# EDTA



## Davarm (Oct 22, 2011)

I was reading some of the threads and have noticed that alot of you have medical issues also. I was diagnosed with type II diabetes about 10 years ago and was devestated, could not get my blood sugar under control and about 7 years ago had a hefty heart attack. I was just about to set back and let it all happen when I read about EDTA, "The Bypass in a Bottle". 

I was not impressed and my doctor laughed when I asked him about it but decieded to give it a try as my oldest daughter works at a health food store and where they carried it(100 capsules for $16.00) thought I could go wrong for that price.

I started taking it, after about 1 month, my angina almost completely went away, blood pressure became managable using only plants that grow on my property(have become a a believer in native medicinal plants), and was able to get my blood sugar under control. My kidney function also returned to normal, my doctor didn't laugh at that.

The results could have been the "placebo effect" but what ever it was, my health improved and my A1C went from 13.9 to 6.1. I still use insulin but only a small fracion of what I used to use.

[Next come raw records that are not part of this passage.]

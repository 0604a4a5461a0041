use std::io::Write;
use std::sync::{Arc, Mutex};

use async_trait::async_trait;

use super::{Client, TransportError};
use crate::config::Configuration;
use crate::envelope::Envelope;

/// Diagnostic client that writes the target URL, basic auth value and
/// pretty-printed envelope to a stream instead of sending it.
#[derive(Clone)]
pub struct EchoClient {
    out: Arc<Mutex<Box<dyn Write + Send>>>,
}

impl EchoClient {
    pub fn new(out: impl Write + Send + 'static) -> Self {
        EchoClient { out: Arc::new(Mutex::new(Box::new(out))) }
    }

    pub fn stdout() -> Self {
        Self::new(std::io::stdout())
    }
}

impl Default for EchoClient {
    fn default() -> Self {
        Self::stdout()
    }
}

#[async_trait]
impl Client for EchoClient {
    async fn send_message(
        &self,
        configuration: &Configuration,
        envelope: &Envelope,
    ) -> Result<(), TransportError> {
        let payload = envelope.to_json_pretty()?;
        let auth = configuration.basic_auth().unwrap_or_default();

        // A poisoned lock only means another writer panicked mid-write.
        let mut out = self.out.lock().unwrap_or_else(|e| e.into_inner());
        writeln!(out, "Url: {}", configuration.url())?;
        writeln!(out, "Authorization: Basic {auth}")?;
        writeln!(out, "Payload:\n{payload}")?;
        out.flush()?;
        Ok(())
    }
}

#[cfg(test)]
mod tests {
    use super::*;
    use crate::factory::MessageFactory;
    use crate::level::Level;
    use crate::value::Context;

    #[derive(Clone, Default)]
    struct SharedBuf(Arc<Mutex<Vec<u8>>>);

    impl Write for SharedBuf {
        fn write(&mut self, buf: &[u8]) -> std::io::Result<usize> {
            self.0.lock().unwrap().write(buf)
        }

        fn flush(&mut self) -> std::io::Result<()> {
            Ok(())
        }
    }

    #[tokio::test]
    async fn writes_url_auth_and_pretty_payload() {
        let configuration = Configuration::from_dsn("http://u:p@hub.local:8080/ingest").unwrap();
        let envelope = MessageFactory::new(configuration.clone()).create_message(
            Level::Notice,
            "hello",
            &Context::new().with("k", "v"),
        );

        let buf = SharedBuf::default();
        EchoClient::new(buf.clone())
            .send_message(&configuration, &envelope)
            .await
            .unwrap();

        let written = String::from_utf8(buf.0.lock().unwrap().clone()).unwrap();
        let mut lines = written.lines();
        assert_eq!(lines.next(), Some("Url: http://hub.local:8080/ingest"));
        assert_eq!(lines.next(), Some("Authorization: Basic u:p"));
        assert_eq!(lines.next(), Some("Payload:"));

        let payload: String = lines.collect::<Vec<_>>().join("\n");
        let json: serde_json::Value = serde_json::from_str(&payload).unwrap();
        assert_eq!(json["@messageText"], "hello");
        assert_eq!(json["@extraData"]["k"], "v");
        assert!(payload.contains("\n  \"@logLevel\": \"notice\""));
    }
}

If anyone is interested in EDTA, do a search on it, get the specifics and deciede for yourself if it may help you. If you do start taking be sure to let your doctor know.

NOTE: Up until the late 50's to early 60's it was used as a treatment for mercury and radiation poisoning. It binds to heavy metals and moves them out of your system and for that reason I have included it in my medical bag.


----------



## JustCliff (May 21, 2011)

I was wondering about it. I was reading up on IV hydrogen peroxide and EDTA was mentioned.


----------



## Davarm (Oct 22, 2011)

What's the story on IV hydrogen peroxide?


----------



## JustCliff (May 21, 2011)

Here is a link to an interesting read on H2O2.

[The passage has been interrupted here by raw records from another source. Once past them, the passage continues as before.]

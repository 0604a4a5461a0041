use std::sync::Arc;

use hub_probe::init::{init_tracing_with_config, LayerConfig};
use hub_probe::{Configuration, EchoClient, Logger, MessageFactory};
use tokio::time::{sleep, Duration};
use tracing::{error, info, warn};

#[tokio::main]
async fn main() -> Result<(), Box<dyn std::error::Error + Send + Sync>> {
    let configuration = Configuration::from_dsn("http://127.0.0.1:8080?appName=auth-service")?;
    let logger = Arc::new(Logger::new(
        MessageFactory::with_default_mappers(configuration),
        Arc::new(EchoClient::stdout()),
    ));

    init_tracing_with_config(
        logger,
        LayerConfig {
            enable_stdout: false,
            ..LayerConfig::default()
        },
    )?;

    info!("starting service");
    warn!(latency_ms = 1200_u64, "slow upstream");
    error!(user_id = 42, reason = "invalid password", "authentication failed");

    // Give the background task time to drain the channel.
    sleep(Duration::from_millis(200)).await;
    Ok(())
}
use std::sync::Arc;

use async_trait::async_trait;
use hub_probe::{Client, Configuration, Context, Envelope, Logger, MessageFactory, TransportError};

/// Example of integrating a completely custom transport by implementing
/// the `Client` trait directly. Imagine this pushes envelopes onto some
/// message bus for which this crate does not provide a built-in client.
struct MyBusClient;

#[async_trait]
impl Client for MyBusClient {
    async fn send_message(
        &self,
        configuration: &Configuration,
        envelope: &Envelope,
    ) -> Result<(), TransportError> {
        // Here you would call your own client library for the target bus.
        // For the sake of example we just print the envelope.
        println!("[my-bus -> {}] {}", configuration.url(), envelope.to_json()?);
        Ok(())
    }
}

#[tokio::main]
async fn main() -> Result<(), Box<dyn std::error::Error + Send + Sync>> {
    let configuration = Configuration::builder()
        .scheme("http")
        .host("hub.internal")
        .port(8080)
        .app_name("custom-client-demo")
        .build()?;

    // The principal is looked up on every message.
    let factory = MessageFactory::with_default_mappers(configuration)
        .with_principal_provider(|| std::env::var("USER").ok());

    let logger = Logger::new(factory, Arc::new(MyBusClient));
    logger
        .notice("custom transport example started", Context::new().with("bus", "my-bus"))
        .await?;

    Ok(())
}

The Many Benefits of Hydrogen Peroxide By Dr. David G. Williams


----------



## Davarm (Oct 22, 2011)

That was a good read, will definitely follow up on that one.

Thanks much


----------



## *Andi (Nov 8, 2009)

Interesting ...

Thanks for sharing. :2thumb:


----------



## Davarm (Oct 22, 2011)

JustCliff said:


> I was wondering about it. I was reading up on IV hydrogen peroxide and EDTA was mentioned.


I found that page on peroxide pretty interesting so I had my daughter pick up a bottle of the food grade 30% at the health food store she works at, kinda pricey, $20.00 for a pint bottle. Am going to do some more study on its use, thats the kind of stuff you dont want to make a mistake with.

I am very surprised that it is available at that concentration, especially without any kind of red tape tied to its purchase. As I understand it, from a program I saw on the Discovery or Science Channel, it was the %6 stuff the muslim terrorist tried to use on the London to New York flights which sparked all the TSA crap at the Airports.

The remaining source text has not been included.